Python Encrypting with PyCrypto AES
Asked Answered
P

4

20

I just found pycrypto today, and I've been working on my AES encryption class. Unfortunately it only half-works. self.h.md5 outputs md5 hash in hex format, and is 32byte. This is the output. It seems to decrypt the message, but it puts random characters after decryption, in this case \n\n\n... I think I have a problem with block size of self.data, anyone know how to fix this?

Jans-MacBook-Pro:test2 jan$ ../../bin/python3 data.py b'RLfGmn5jf5WTJphnmW0hXG7IaIYcCRpjaTTqwXR6yiJCUytnDib+GQYlFORm+jIctest 1 2 3 4 5 endtest\n\n\n\n\n\n\n\n\n\n'

from Crypto.Cipher import AES
from base64 import b64encode, b64decode
from os import urandom

class Encryption():
    def __init__(self):
        self.h = Hash()

    def values(self, data, key):
        self.data = data
        self.key = key
        self.mode = AES.MODE_CBC
        self.iv = urandom(16)
        if not self.key:
            self.key = Cfg_Encrypt_Key
        self.key = self.h.md5(self.key, True)

    def encrypt(self, data, key):
        self.values(data, key)
        return b64encode(self.iv + AES.new(self.key, self.mode, self.iv).encrypt(self.data))

    def decrypt(self, data, key):
        self.values(data, key)
        self.iv = b64decode(self.data)[:16]
        return AES.new(self.key, self.mode, self.iv).decrypt(b64decode(self.data)[16:])
Protocol answered 6/1, 2013 at 6:5 Comment(1)
Where is Hash() defined here?Onomatology
N
85

To be honest, the characters "\n\n\n\n\n\n\n\n\n\n" don't look that random to me. ;-)

You are using AES in CBC mode. That requires length of plaintext and ciphertext to be always a multiple of 16 bytes. With the code you show, you should actually see an exception being raised when data passed to encrypt() does not fulfill such condition. It looks like you added enough new line characters ('\n' to whatever the input is until the plaintext happened to be aligned.

Apart from that, there are two common ways to solve the alignment issue:

  1. Switch from CBC (AES.MODE_CBC) to CFB (AES.MODE_CFB). With the default segment_size used by PyCrypto, you will not have any restriction on plaintext and ciphertext lengths.

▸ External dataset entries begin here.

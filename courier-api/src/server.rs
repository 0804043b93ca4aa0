//! API HTTP server

use std::{net::SocketAddr, sync::Arc, time::Duration};

use axum::{
    Router,
    extract::DefaultBodyLimit,
    http::{HeaderValue, Method, header::CONTENT_TYPE},
    middleware,
    routing::{get, post},
};
use courier_common::{Signal, internal};
use courier_dispatch::{CancellationToken, Dispatcher, RelayTransport};
use tokio::{net::TcpListener, sync::broadcast};
use tower_http::{
    cors::{AllowOrigin, Any, CorsLayer},
    timeout::TimeoutLayer,
};

use crate::{
    config::ApiConfig,
    error::ServerError,
    handlers::{self, ApiState},
    rate_limit::{self, RateLimiter},
};

const SEND_LIMITED: &str = "Too many email requests from this IP, please try again later.";
const VERIFY_LIMITED: &str = "Too many test requests from this IP, please try again later.";

fn cors(config: &ApiConfig) -> CorsLayer {
    let layer = CorsLayer::new()
        .allow_methods([Method::GET, Method::POST])
        .allow_headers([CONTENT_TYPE]);

    if config.allowed_origins.is_empty() {
        return layer.allow_origin(Any);
    }

    let origins = config
        .allowed_origins
        .iter()
        .filter_map(|origin| {
            HeaderValue::from_str(origin)
                .inspect_err(|_| tracing::warn!(%origin, "Ignoring invalid CORS origin"))
                .ok()
        })
        .collect::<Vec<_>>();
    layer.allow_origin(AllowOrigin::list(origins))
}

/// Builds the application router.
///
/// Exposed separately from [`ApiServer`] so it can be driven without a socket.
pub fn router(
    config: &ApiConfig,
    state: Arc<ApiState>,
    send_limiter: Arc<RateLimiter>,
    verify_limiter: Arc<RateLimiter>,
) -> Router {
    let send = Router::new()
        .route("/api/send-email", post(handlers::send_email))
        .route("/api/send-bulk-email", post(handlers::send_bulk_email))
        .route_layer(middleware::from_fn_with_state(
            send_limiter,
            rate_limit::enforce,
        ));

    let verify = Router::new()
        .route("/api/test-smtp", post(handlers::test_smtp))
        .route_layer(middleware::from_fn_with_state(
            verify_limiter,
            rate_limit::enforce,
        ));

    Router::new()
        .route(
            "/health",
            get(handlers::health).layer(TimeoutLayer::new(Duration::from_secs(1))),
        )
        .merge(send)
        .merge(verify)
        .fallback(handlers::not_found)
        .with_state(state)
        .layer(DefaultBodyLimit::max(config.max_body_bytes))
        .layer(cors(config))
}

/// The HTTP front end of the dispatch engine.
pub struct ApiServer {
    listener: TcpListener,
    router: Router,
    shutdown: CancellationToken,
    limiters: [Arc<RateLimiter>; 2],
}

impl ApiServer {
    /// Binds the listener and assembles the routes.
    ///
    /// # Errors
    ///
    /// Returns an error if binding to the configured address fails.
    pub async fn new(
        config: &ApiConfig,
        dispatcher: Dispatcher<Arc<dyn RelayTransport>>,
    ) -> Result<Self, ServerError> {
        let listener = TcpListener::bind(&config.listen_address)
            .await
            .map_err(|source| ServerError::BindError {
                address: config.listen_address.clone(),
                source,
            })?;

        tracing::info!(address = %config.listen_address, "API server bound successfully");

        let shutdown = CancellationToken::new();
        let state = Arc::new(ApiState {
            dispatcher,
            shutdown: shutdown.clone(),
        });
        let send_limiter = Arc::new(RateLimiter::new(config.send_rate_limit, SEND_LIMITED));
        let verify_limiter = Arc::new(RateLimiter::new(config.verify_rate_limit, VERIFY_LIMITED));

        Ok(Self {
            listener,
            router: router(
                config,
                state,
                Arc::clone(&send_limiter),
                Arc::clone(&verify_limiter),
            ),
            shutdown,
            limiters: [send_limiter, verify_limiter],
        })
    }

    /// # Errors
    ///
    /// Returns an error if the local address cannot be read.
    pub fn local_addr(&self) -> Result<SocketAddr, ServerError> {
        self.listener
            .local_addr()
            .map_err(|err| ServerError::ServeError(err.to_string()))
    }

    /// Serves until a shutdown signal arrives, then cancels in-progress bulk
    /// sends and waits for open requests to finish.
    ///
    /// # Errors
    ///
    /// Returns an error if the server encounters a runtime error.
    pub async fn serve(self, mut shutdown: broadcast::Receiver<Signal>) -> Result<(), ServerError> {
        tracing::info!("API server starting");

        let sweepers = self
            .limiters
            .into_iter()
            .map(|limiter| {
                tokio::spawn(async move {
                    let mut interval =
                        tokio::time::interval(limiter.window().max(Duration::from_secs(1)));
                    loop {
                        interval.tick().await;
                        limiter.evict_idle();
                    }
                })
            })
            .collect::<Vec<_>>();

        let cancel = self.shutdown;
        let result = axum::serve(
            self.listener,
            self.router
                .into_make_service_with_connect_info::<SocketAddr>(),
        )
        .with_graceful_shutdown(async move {
            let _ = shutdown.recv().await;
            internal!(level = INFO, "API server received shutdown signal");
            cancel.cancel();
        })
        .await
        .map_err(|err| ServerError::ServeError(err.to_string()));

        for sweeper in sweepers {
            sweeper.abort();
        }

        tracing::info!("API server stopped");
        result
    }
}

  2. Keep CBC and use a padding scheme like PKCS#7, that is:

    • before encrypting a plaintext of X bytes, append to the back as many bytes you need to to reach the next 16 byte boundary. All padding bytes have the same value: the number of bytes that you are adding:

      length = 16 - (len(data) % 16)
      data += bytes([length])*length
      

      That's Python 3 style. In Python 2, you would have:

      length = 16 - (len(data) % 16)
      data += chr(length)*length
      
    • after decrypting, remove from the back of the plaintext as many bytes as indicated by padding:

      data = data[:-data[-1]]
      

Even though I understand in your case it is just a class exercise, I would like to point out that it is insecure to send data without any form of authentication (e.g. a MAC).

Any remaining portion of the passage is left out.